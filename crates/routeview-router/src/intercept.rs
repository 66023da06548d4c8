/// Level of route interception for intercepting routes
///
/// Intercepting routes overlay another route when navigated to from inside
/// the app (modals, photo viewers) instead of on a fresh load.
///
/// # Examples
///
/// ```
/// use routeview_router::InterceptLevel;
///
/// // app/feed/(.)photo/[id]/page.tsx → SameLevel
/// assert_eq!(InterceptLevel::from_marker("(.)"), Some(InterceptLevel::SameLevel));
///
/// // app/feed/(..)photo/[id]/page.tsx → OneLevelUp
/// assert_eq!(InterceptLevel::from_marker("(..)"), Some(InterceptLevel::OneLevelUp));
///
/// // app/feed/(...)photo/[id]/page.tsx → FromRoot
/// assert_eq!(InterceptLevel::from_marker("(...)"), Some(InterceptLevel::FromRoot));
/// ```
///
/// # Interception Patterns
///
/// - `(.)` → **SameLevel**: Intercept at same directory level
/// - `(..)` → **OneLevelUp**: Intercept one directory level up
/// - `(..)(..)` → **TwoLevelsUp**: Intercept two directory levels up
/// - `(...)` → **FromRoot**: Intercept from the app root
#[derive(Debug, Clone, Copy, PartialEq, Eq, Hash)]
pub enum InterceptLevel {
    /// (.) - Intercept segments at the same level
    SameLevel,
    /// (..) - Intercept segments one level up
    OneLevelUp,
    /// (..)(..) - Intercept segments two levels up
    TwoLevelsUp,
    /// (...) - Intercept segments from the root
    FromRoot,
}

impl InterceptLevel {
    /// Markers ordered longest first so `(..)(..)` wins over `(..)`
    const MARKERS: [(&'static str, InterceptLevel); 4] = [
        ("(..)(..)", InterceptLevel::TwoLevelsUp),
        ("(...)", InterceptLevel::FromRoot),
        ("(..)", InterceptLevel::OneLevelUp),
        ("(.)", InterceptLevel::SameLevel),
    ];

    /// Parses an exact marker string
    pub fn from_marker(marker: &str) -> Option<Self> {
        Self::MARKERS
            .iter()
            .find(|(m, _)| *m == marker)
            .map(|(_, level)| *level)
    }

    /// Splits a segment like `(..)photo` into its level and target (`photo`)
    pub fn split_segment(segment: &str) -> Option<(Self, &str)> {
        Self::MARKERS.iter().find_map(|(marker, level)| {
            segment
                .strip_prefix(marker)
                .map(|target| (*level, target))
        })
    }

    /// The marker text for this level
    pub fn marker(&self) -> &'static str {
        match self {
            InterceptLevel::SameLevel => "(.)",
            InterceptLevel::OneLevelUp => "(..)",
            InterceptLevel::TwoLevelsUp => "(..)(..)",
            InterceptLevel::FromRoot => "(...)",
        }
    }
}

WHAT TO PRODUCE
Filter the listing for the word "iter" and copy each line that has it.

THE ANSWER
            .iter()
        Self::MARKERS.iter().find_map(|(marker, level)| {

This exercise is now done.